Replicate the data exactly, every line included.

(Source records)
_ _ _ _
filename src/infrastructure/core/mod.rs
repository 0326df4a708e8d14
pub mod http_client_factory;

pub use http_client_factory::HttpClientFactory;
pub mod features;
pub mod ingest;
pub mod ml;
_ _ _ _
**YOUR RESPONSE:**
filename src/infrastructure/core/mod.rs
repository 0326df4a708e8d14
pub mod http_client_factory;

pub use http_client_factory::HttpClientFactory;
pub mod features;
pub mod ingest;
pub mod ml;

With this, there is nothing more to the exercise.